The 'gods" (angels) come to visit the house at St. Anne's, giving Merlin great power. Merlin responds to an ad asking for an interpreter to work for N.I.C.E. Apparently they believe "Merlin" speaks an unknown ancient tongue. While there, Merlin is given a tour with Withers as his guide. The supreme figurehead, Jules, arrives and a feast is thrown to honor his presence. But soon, the dining hall is thrown into deadly chaos. Merlin's presence has unleashed destruction and the evil handlers are all too willing to destroy their own creation. When Wither realizes that the gap has been breached, his subjectivistic mentality leaves him unable to respond. "It is incredible how little this knowledge moved him. It could not, because he had long ceased to believe in knowledge itself. What had been in his far-off youth a merely aesthetic repugnance to realities that were crude or vulgar, had deepened and darkened, year after year, into a fixed refusal of everything that was in any degree other than himself. He had passed from Hegel into Hume, thence through pragmatism, and thence through Logical Positivism, and out at last into the complete void. The indicative mood now corresponded to no thought that his mind could entertain. He had willed with  his whole heart that there should be no reality and no truth, and now even the imminence of his own ruin could not wake him." (p. 350) The "head," now revealed to be nothing more than a conduit to the evil supernatural world, leads those who turn to him for respite to gruesome murder as Withers is compelled to kill and in turn be killed himself. Even Frost is so removed from objectivity reality that he willingly kills himself, unable to see why he should not. Feverstone flees to Edgestow, only to be swallowed up by the convulsing earth set about to destroy the entire place.

At the house in St. Anne's the women prepare for a banquet of their own. Mark has escaped and is staying at a nearby inn, thinking about who he is, what he has become, and what an amazing woman he married. After dinner, Ransom tells those gathered that it is time for him to go. He has done what he came to do. Jane learns the story of the Pendragons going back to King Arthur. Britain has always had competing forces of good and evil and in each generation a Pendragon has been given the job of preserving the good. When they lament the wholesale destruction of Edgestow, one of their own puts it into perspective, "Was there a single doctrine practiced at Belbury which hadn't been preached by some lecturer at Edgestow? Of, of course, they never thought any one would act on their theories! No one was more astonished than they when what they'd been talking of for years suddenly took on reality. But it was their own child coming back to them: grown up and unrecognizable, but their own." (p. 269) 

Into these musings, Mark approaches determined to free Jane of a man such as himself. But the Director has other plans. He arranges for them to meet in a romantic hideaway on the property at St. Anne's. While Mark reflects upon his unworthiness, Jane walks towards the cabin with fresh thoughts of sacrifice, children, pain and death. She recognizes the suffering Mark has endured. She feels hope for a new beginning... and walks in.
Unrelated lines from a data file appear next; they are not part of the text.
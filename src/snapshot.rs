//! Routing-table snapshots and the RIB dump record decoder.
//!
//! A dump holds one route per line, fields separated by `|`:
//!
//! ```text
//! =|10.0.0.0/8|3356 174 64512|192.0.2.1|...
//! ```
//!
//! Field 1 is the destination prefix and field 2 the AS path. Anything after
//! the AS path is ignored.

use std::{collections::HashMap, io::BufRead};

use tracing::{debug, warn};

use crate::{
    config::RecordPolicy,
    error::{Error, Result},
};

/// Ordered AS identifiers of one announcement. Tokens are kept verbatim so that
/// AS sets like `{64512,64513}` survive decoding.
pub type AsPath = Vec<String>;

/// Point-in-time mapping destination -> AS path.
///
/// Destinations keep the order in which they were first seen in the source. A
/// later record for a known destination replaces its path in place.
#[derive(Debug, Clone, PartialEq, Eq, Default)]
pub struct Snapshot {
    source_id: String,
    routes: Vec<(String, AsPath)>,
    index: HashMap<String, usize>,
    skipped_records: usize,
}

impl Snapshot {
    pub fn new(source_id: impl Into<String>) -> Self {
        Snapshot {
            source_id: source_id.into(),
            ..Default::default()
        }
    }

    /// Builds a snapshot from `(destination, path)` pairs.
    ///
    /// ```
    /// use rib_stability::Snapshot;
    ///
    /// let snap = Snapshot::from_routes("t0", vec![("10.0.0.0/8", vec![3356, 174])]);
    /// assert_eq!(snap.get("10.0.0.0/8").unwrap(), &["3356", "174"]);
    /// ```
    pub fn from_routes<I, D, P, A>(source_id: impl Into<String>, routes: I) -> Self
    where
        I: IntoIterator<Item = (D, P)>,
        D: Into<String>,
        P: IntoIterator<Item = A>,
        A: ToString,
    {
        let mut snapshot = Snapshot::new(source_id);
        for (destination, path) in routes {
            let path = path.into_iter().map(|asn| asn.to_string()).collect();
            snapshot.insert(destination.into(), path);
        }
        snapshot
    }

    /// Decodes a RIB dump. Malformed records are skipped and counted, or abort
    /// the load, depending on `policy`.
    pub fn from_reader(
        source_id: impl Into<String>,
        mut reader: impl BufRead,
        policy: RecordPolicy,
    ) -> Result<Self> {
        let mut snapshot = Snapshot::new(source_id);
        let mut buf = Vec::new();
        let mut line_no = 0;

        loop {
            buf.clear();
            let read = reader
                .read_until(b'\n', &mut buf)
                .map_err(|e| Error::io(&snapshot.source_id, e))?;
            if read == 0 {
                break;
            }
            line_no += 1;

            let decoded = match std::str::from_utf8(&buf) {
                Ok(line) => decode_record(line),
                Err(_) => Err("record is not valid UTF-8".to_string()),
            };

            match decoded {
                Ok(Some((destination, path))) => snapshot.insert(destination, path),
                Ok(None) => {}
                Err(reason) => match policy {
                    RecordPolicy::Strict => {
                        return Err(Error::MalformedRecord {
                            source_id: snapshot.source_id,
                            line: line_no,
                            reason,
                        })
                    }
                    RecordPolicy::Skip => {
                        debug!(source = %snapshot.source_id, line = line_no, %reason, "skipping record");
                        snapshot.skipped_records += 1;
                    }
                },
            }
        }

        if snapshot.skipped_records > 0 {
            warn!(
                source = %snapshot.source_id,
                skipped = snapshot.skipped_records,
                "skipped malformed records"
            );
        }

        Ok(snapshot)
    }

    fn insert(&mut self, destination: String, path: AsPath) {
        match self.index.get(&destination) {
            Some(&i) => self.routes[i].1 = path,
            None => {
                self.index.insert(destination.clone(), self.routes.len());
                self.routes.push((destination, path));
            }
        }
    }

    pub fn source_id(&self) -> &str {
        &self.source_id
    }

    pub fn len(&self) -> usize {
        self.routes.len()
    }

    pub fn is_empty(&self) -> bool {
        self.routes.is_empty()
    }

    pub fn get(&self, destination: &str) -> Option<&AsPath> {
        self.index.get(destination).map(|&i| &self.routes[i].1)
    }

    pub fn contains(&self, destination: &str) -> bool {
        self.index.contains_key(destination)
    }

    /// Routes in first-seen order.
    pub fn iter(&self) -> impl Iterator<Item = (&str, &AsPath)> {
        self.routes.iter().map(|(d, p)| (d.as_str(), p))
    }

    pub fn destinations(&self) -> impl Iterator<Item = &str> {
        self.routes.iter().map(|(d, _)| d.as_str())
    }

    pub fn paths(&self) -> impl Iterator<Item = &AsPath> {
        self.routes.iter().map(|(_, p)| p)
    }

    /// Number of records dropped as malformed while loading.
    pub fn skipped_records(&self) -> usize {
        self.skipped_records
    }
}

/// Decodes one dump line.
///
/// Returns `Ok(None)` for lines that carry no record (blank lines, `#`
/// comments) and `Err(reason)` for lines that should carry one but do not.
/// A `#` line is a comment even when it has three fields, and an empty
/// destination field is malformed rather than an empty-string key.
pub fn decode_record(line: &str) -> std::result::Result<Option<(String, AsPath)>, String> {
    let line = line.trim();
    if line.is_empty() || line.starts_with('#') {
        return Ok(None);
    }

    let fields = line.split('|').collect::<Vec<&str>>();
    if fields.len() < 3 {
        return Err(format!(
            "expected at least 3 '|'-separated fields, found {}",
            fields.len()
        ));
    }

    let destination = fields[1].trim();
    if destination.is_empty() {
        return Err("empty destination field".to_string());
    }

    let path = fields[2].split_whitespace().map(String::from).collect();

    Ok(Some((destination.to_string(), path)))
}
I really liked this book. It might have been a bit helpful to have read the first two in this trilogy, but it was not really necessary. I should probably read it again and reflect on all that Lewis is trying to convey. I can see his connection to The Abolition of Man in the thinking of those of N.I.C.E. They have taken the subjectivism he warns of to its logical extreme. They eschew all ability to actually know anything and live in a world of upside-down confusion. All they are sure of is that it is they who must rule. For what purpose and to what end is unknown. All has devolved into a raw grab for power. This is what Lewis predicted when he said our desire to make our own truth simply becomes an attempt to exercise power over others. While the story is far-fetched and involves extra-terrestrial beings, the possibility of intellectuals taking their theories to heart remains viable.